### SOURCE DATA

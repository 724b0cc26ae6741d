use anyhow::Result;
use libsql::Connection;

/// Schema version - increment when making schema changes
const SCHEMA_VERSION: i32 = 1;

/// Run database migrations
pub async fn run_migrations(conn: &Connection) -> Result<()> {
    conn.execute(
        "CREATE TABLE IF NOT EXISTS schema_migrations (
            version INTEGER PRIMARY KEY,
            applied_at INTEGER NOT NULL,
            description TEXT
        )",
        (),
    )
    .await?;

    let current_version = get_current_version(conn).await?;

    if current_version >= SCHEMA_VERSION {
        tracing::info!("Database schema is up to date (version {})", current_version);
        return Ok(());
    }

    tracing::info!("Running migrations from version {} to {}", current_version, SCHEMA_VERSION);

    if current_version < 1 {
        run_migration_v1(conn).await?;
        record_migration(conn, 1, "Scan log").await?;
    }

    tracing::info!("Database migrations completed successfully (now at version {})", SCHEMA_VERSION);
    Ok(())
}

/// Get current schema version from database
async fn get_current_version(conn: &Connection) -> Result<i32> {
    let mut rows = conn.query("SELECT MAX(version) FROM schema_migrations", ()).await?;

    if let Some(row) = rows.next().await? {
        let version: Option<i32> = row.get(0)?;
        Ok(version.unwrap_or(0))
    } else {
        Ok(0)
    }
}

/// Record that a migration was applied
async fn record_migration(conn: &Connection, version: i32, description: &str) -> Result<()> {
    let now = chrono::Utc::now().timestamp();

    conn.execute(
        "INSERT INTO schema_migrations (version, applied_at, description) VALUES (?, ?, ?)",
        libsql::params![version, now, description],
    )
    .await?;

    tracing::info!("Applied migration v{}: {}", version, description);
    Ok(())
}

/// Migration v1: append-only scan log, one sequence per target
async fn run_migration_v1(conn: &Connection) -> Result<()> {
    conn.execute(
        "CREATE TABLE IF NOT EXISTS scans (
            id INTEGER PRIMARY KEY AUTOINCREMENT,
            target_id TEXT NOT NULL,
            sequence INTEGER NOT NULL,
            response_status TEXT NOT NULL,
            response_time_ms INTEGER NOT NULL,
            was_online INTEGER NOT NULL,
            created_at INTEGER NOT NULL,
            UNIQUE (target_id, sequence)
        )",
        (),
    )
    .await?;

    conn.execute(
        "CREATE INDEX IF NOT EXISTS idx_scans_target_sequence ON scans(target_id, sequence DESC)",
        (),
    )
    .await?;

    Ok(())
}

######

- **EXERCISE PROMPT**
Give the whole listing again, character for character.

- **RESPONSE TO THIS TASK**
repository 724b0cc26ae6741d
use anyhow::Result;
use libsql::Connection;

/// Schema version - increment when making schema changes
const SCHEMA_VERSION: i32 = 1;

/// Run database migrations
pub async fn run_migrations(conn: &Connection) -> Result<()> {
    conn.execute(
        "CREATE TABLE IF NOT EXISTS schema_migrations (
            version INTEGER PRIMARY KEY,
            applied_at INTEGER NOT NULL,
            description TEXT
        )",
        (),
    )
    .await?;

    let current_version = get_current_version(conn).await?;

    if current_version >= SCHEMA_VERSION {
        tracing::info!("Database schema is up to date (version {})", current_version);
        return Ok(());
    }

    tracing::info!("Running migrations from version {} to {}", current_version, SCHEMA_VERSION);

    if current_version < 1 {
        run_migration_v1(conn).await?;
        record_migration(conn, 1, "Scan log").await?;
    }

    tracing::info!("Database migrations completed successfully (now at version {})", SCHEMA_VERSION);
    Ok(())
}

/// Get current schema version from database
async fn get_current_version(conn: &Connection) -> Result<i32> {
    let mut rows = conn.query("SELECT MAX(version) FROM schema_migrations", ()).await?;

    if let Some(row) = rows.next().await? {
        let version: Option<i32> = row.get(0)?;
        Ok(version.unwrap_or(0))
    } else {
        Ok(0)
    }
}

/// Record that a migration was applied
async fn record_migration(conn: &Connection, version: i32, description: &str) -> Result<()> {
    let now = chrono::Utc::now().timestamp();

    conn.execute(
        "INSERT INTO schema_migrations (version, applied_at, description) VALUES (?, ?, ?)",
        libsql::params![version, now, description],
    )
    .await?;

    tracing::info!("Applied migration v{}: {}", version, description);
    Ok(())
}

/// Migration v1: append-only scan log, one sequence per target
async fn run_migration_v1(conn: &Connection) -> Result<()> {
    conn.execute(
        "CREATE TABLE IF NOT EXISTS scans (
            id INTEGER PRIMARY KEY AUTOINCREMENT,
            target_id TEXT NOT NULL,
            sequence INTEGER NOT NULL,
            response_status TEXT NOT NULL,
            response_time_ms INTEGER NOT NULL,
            was_online INTEGER NOT NULL,
            created_at INTEGER NOT NULL,
            UNIQUE (target_id, sequence)
        )",
        (),
    )
    .await?;

    conn.execute(
        "CREATE INDEX IF NOT EXISTS idx_scans_target_sequence ON scans(target_id, sequence DESC)",
        (),
    )
    .await?;

    Ok(())
}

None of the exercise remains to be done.